Uptake/internalization of met-enkephalin by brain synaptosomes

Abstract

In this manuscript, we provide evidence for the uptake of met-enkephalin by brain neurons. Tritiated met-enkephalin was accumulated by a crude synaptosomal fraction of rat brain, in the presence of peptidase inhibitors. Characterization of this process in striatum and mediobasal hypothalamus showed incubation time- and temperature-dependence and inhibition in part by several metabolic inhibitors. 3H-met-enkephalin uptake could be abolished in a dose-dependent manner by increasing concentrations of unlabelled met-enkephalin. Preincubation with naloxone resulted in up to 50% reduction of 3H-met-enkephalin uptake, suggesting a partial dependence on an opiate receptor interaction. 3H-met-enkephalin uptake was significantly reduced by freezing and thawing of the tissue preparation and completely abolished by addition of detergent or colchicine.
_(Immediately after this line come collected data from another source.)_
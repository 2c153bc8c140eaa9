//! Application-facing session API
//!
//! [`AnchoringSession`] composes geodesy, grounding, the anchor store,
//! world snapshots, drift correction and peer sync behind the handful of
//! calls an AR app makes: place, remove, start, end and inspect.

pub mod diagnostics;
pub mod session;
pub mod types;

pub use diagnostics::Diagnostics;
pub use session::AnchoringSession;
pub use types::{Collaborators, SessionEndReport, SessionStartReport};
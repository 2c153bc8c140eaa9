//! Mock collaborators for testing and development

use crate::core::{LocalTransform, SurfaceHit, TrackingQualitySignals};
use crate::platform::{ReceiveHandler, RelocalizationCallback, TrackingSession, TrackingSurfaceQuery, Transport};
use crate::validation::{PlatformError, PlatformResult};
use nalgebra::Vector3;
use std::collections::HashSet;
use std::sync::atomic::{AtomicUsize, Ordering};
use std::sync::{Condvar, Mutex};

/// Scripted horizontal surfaces
///
/// A ray hits every surface whose horizontal distance from the ray's X/Z is
/// within `reach_m`, and that lies below the ray origin.
pub struct MockSurfaceQuery {
    surfaces: Mutex<Vec<SurfaceHit>>,
    reach_m: f64,
    query_count: AtomicUsize,
}

impl MockSurfaceQuery {
    pub fn new(surfaces: Vec<SurfaceHit>) -> Self {
        Self::with_reach(surfaces, 0.2)
    }

    pub fn with_reach(surfaces: Vec<SurfaceHit>, reach_m: f64) -> Self {
        Self {
            surfaces: Mutex::new(surfaces),
            reach_m,
            query_count: AtomicUsize::new(0),
        }
    }

    /// No surfaces at all
    pub fn empty() -> Self {
        Self::new(Vec::new())
    }

    pub fn set_surfaces(&self, surfaces: Vec<SurfaceHit>) {
        *self.surfaces.lock().unwrap_or_else(|e| e.into_inner()) = surfaces;
    }

    /// Number of raycasts issued so far
    pub fn query_count(&self) -> usize {
        self.query_count.load(Ordering::SeqCst)
    }
}

impl TrackingSurfaceQuery for MockSurfaceQuery {
    fn raycast_horizontal_surfaces(&self, origin: Vector3<f64>, _direction: Vector3<f64>) -> Vec<SurfaceHit> {
        self.query_count.fetch_add(1, Ordering::SeqCst);

        self.surfaces
            .lock()
            .unwrap_or_else(|e| e.into_inner())
            .iter()
            .filter(|hit| {
                let dx = hit.x - origin.x;
                let dz = hit.z - origin.z;
                (dx * dx + dz * dz).sqrt() <= self.reach_m && hit.y <= origin.y
            })
            .copied()
            .collect()
    }
}

/// How the mock session answers `apply_snapshot_blob`
#[derive(Debug, Clone, Copy, PartialEq)]
pub enum RelocalizationBehavior {
    Succeed,
    Fail,
    /// Hold the completion and never call it
    NeverComplete,
}

/// Tracking session with settable pose and quality signals
pub struct MockTrackingSession {
    pose: Mutex<LocalTransform>,
    signals: Mutex<TrackingQualitySignals>,
    blob: Mutex<Vec<u8>>,
    capture_error: Mutex<Option<PlatformError>>,
    behavior: Mutex<RelocalizationBehavior>,
    applied_blobs: Mutex<Vec<Vec<u8>>>,
    pending_completions: Mutex<Vec<RelocalizationCallback>>,
    capture_count: AtomicUsize,
    /// While true, `capture_snapshot_blob` blocks after counting the call
    capture_hold: (Mutex<bool>, Condvar),
}

impl MockTrackingSession {
    pub fn new() -> Self {
        Self {
            pose: Mutex::new(LocalTransform::from_position(0.0, 1.6, 0.0)),
            signals: Mutex::new(TrackingQualitySignals::default()),
            blob: Mutex::new(b"mock-world-map".to_vec()),
            capture_error: Mutex::new(None),
            behavior: Mutex::new(RelocalizationBehavior::Succeed),
            applied_blobs: Mutex::new(Vec::new()),
            pending_completions: Mutex::new(Vec::new()),
            capture_count: AtomicUsize::new(0),
            capture_hold: (Mutex::new(false), Condvar::new()),
        }
    }

    /// Session whose signals score highly under the default weights
    pub fn well_mapped() -> Self {
        let session = Self::new();
        session.set_signals(TrackingQualitySignals {
            point_count: 1200,
            plane_count: 6,
            feature_density: 1.0,
            reference_positions: (0..8)
                .map(|i| {
                    let angle = i as f64 * std::f64::consts::FRAC_PI_4;
                    Vector3::new(3.0 * angle.cos(), 0.0, 3.0 * angle.sin())
                })
                .collect(),
        });
        session
    }

    pub fn set_pose(&self, pose: LocalTransform) {
        *self.pose.lock().unwrap_or_else(|e| e.into_inner()) = pose;
    }

    pub fn set_signals(&self, signals: TrackingQualitySignals) {
        *self.signals.lock().unwrap_or_else(|e| e.into_inner()) = signals;
    }

    pub fn set_blob(&self, blob: Vec<u8>) {
        *self.blob.lock().unwrap_or_else(|e| e.into_inner()) = blob;
    }

    pub fn set_capture_error(&self, error: Option<PlatformError>) {
        *self.capture_error.lock().unwrap_or_else(|e| e.into_inner()) = error;
    }

    pub fn set_relocalization(&self, behavior: RelocalizationBehavior) {
        *self.behavior.lock().unwrap_or_else(|e| e.into_inner()) = behavior;
    }

    /// Blobs handed to `apply_snapshot_blob`, in call order
    pub fn applied_blobs(&self) -> Vec<Vec<u8>> {
        self.applied_blobs.lock().unwrap_or_else(|e| e.into_inner()).clone()
    }

    pub fn capture_count(&self) -> usize {
        self.capture_count.load(Ordering::SeqCst)
    }

    /// Make subsequent captures block until `release_captures`
    pub fn hold_captures(&self) {
        *self.capture_hold.0.lock().unwrap_or_else(|e| e.into_inner()) = true;
    }

    pub fn release_captures(&self) {
        let (held, wake) = &self.capture_hold;
        *held.lock().unwrap_or_else(|e| e.into_inner()) = false;
        wake.notify_all();
    }
}

impl Default for MockTrackingSession {
    fn default() -> Self {
        Self::new()
    }
}

impl TrackingSession for MockTrackingSession {
    fn current_observer_pose(&self) -> LocalTransform {
        *self.pose.lock().unwrap_or_else(|e| e.into_inner())
    }

    fn current_tracking_quality_signals(&self) -> TrackingQualitySignals {
        self.signals.lock().unwrap_or_else(|e| e.into_inner()).clone()
    }

    fn capture_snapshot_blob(&self) -> PlatformResult<Vec<u8>> {
        self.capture_count.fetch_add(1, Ordering::SeqCst);
        let (held, wake) = &self.capture_hold;
        let mut blocked = held.lock().unwrap_or_else(|e| e.into_inner());
        while *blocked {
            blocked = wake.wait(blocked).unwrap_or_else(|e| e.into_inner());
        }
        drop(blocked);

        if let Some(error) = self.capture_error.lock().unwrap_or_else(|e| e.into_inner()).clone() {
            return Err(error);
        }
        Ok(self.blob.lock().unwrap_or_else(|e| e.into_inner()).clone())
    }

    fn apply_snapshot_blob(&self, blob: Vec<u8>, completion: RelocalizationCallback) {
        self.applied_blobs
            .lock()
            .unwrap_or_else(|e| e.into_inner())
            .push(blob);

        let behavior = *self.behavior.lock().unwrap_or_else(|e| e.into_inner());
        match behavior {
            RelocalizationBehavior::Succeed => completion(true),
            RelocalizationBehavior::Fail => completion(false),
            RelocalizationBehavior::NeverComplete => self
                .pending_completions
                .lock()
                .unwrap_or_else(|e| e.into_inner())
                .push(completion),
        }
    }
}

/// In-process transport; `deliver` simulates an inbound message
pub struct LoopbackTransport {
    handler: Mutex<Option<ReceiveHandler>>,
    sent: Mutex<Vec<(String, Vec<u8>)>>,
    unreachable: Mutex<HashSet<String>>,
}

impl LoopbackTransport {
    pub fn new() -> Self {
        Self {
            handler: Mutex::new(None),
            sent: Mutex::new(Vec::new()),
            unreachable: Mutex::new(HashSet::new()),
        }
    }

    /// Make sends to `peer_id` fail until cleared
    pub fn set_unreachable(&self, peer_id: &str, unreachable: bool) {
        let mut peers = self.unreachable.lock().unwrap_or_else(|e| e.into_inner());
        if unreachable {
            peers.insert(peer_id.to_string());
        } else {
            peers.remove(peer_id);
        }
    }

    /// Messages sent so far as `(peer_id, payload)`
    pub fn sent_messages(&self) -> Vec<(String, Vec<u8>)> {
        self.sent.lock().unwrap_or_else(|e| e.into_inner()).clone()
    }

    /// Hand a payload to the registered handler; returns false if none is registered
    pub fn deliver(&self, from_peer: &str, payload: Vec<u8>) -> bool {
        match self.handler.lock().unwrap_or_else(|e| e.into_inner()).as_ref() {
            Some(handler) => {
                handler(from_peer, payload);
                true
            }
            None => false,
        }
    }
}

impl Default for LoopbackTransport {
    fn default() -> Self {
        Self::new()
    }
}

impl Transport for LoopbackTransport {
    fn send(&self, peer_id: &str, payload: &[u8]) -> PlatformResult<()> {
        if self.unreachable.lock().unwrap_or_else(|e| e.into_inner()).contains(peer_id) {
            return Err(PlatformError::PeerUnreachable {
                peer_id: peer_id.to_string(),
            });
        }
        self.sent
            .lock()
            .unwrap_or_else(|e| e.into_inner())
            .push((peer_id.to_string(), payload.to_vec()));
        Ok(())
    }

    fn on_receive(&self, handler: ReceiveHandler) {
        *self.handler.lock().unwrap_or_else(|e| e.into_inner()) = Some(handler);
    }
}
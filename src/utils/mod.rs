//! Configuration

pub mod config;

pub use config::{
    AnchoringConfig, DriftConfig, GroundingConfig, SessionConfig, SnapshotConfig, StoreConfig, SyncConfig,
};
The process showed dependence on substrate concentration, but was not saturable. Kinetic analysis of the 3H-met-enkephalin uptake revealed that the overall process best fit a transport model postulating the presence of a high-affinity, saturable uptake mechanism together with a second nonsaturable one. The uptake showed regional variation in brain with a distribution that closely paralleled those reported for met-enkephalin-like immunoreactivity and opiate receptor density. The precise significance of this 3H-met-enkephalin accumulation in brain remains to be determined. Whether this process represents ‘reuptake’ in the classical sense for termination of action, or internalization by some other process remains to be shown.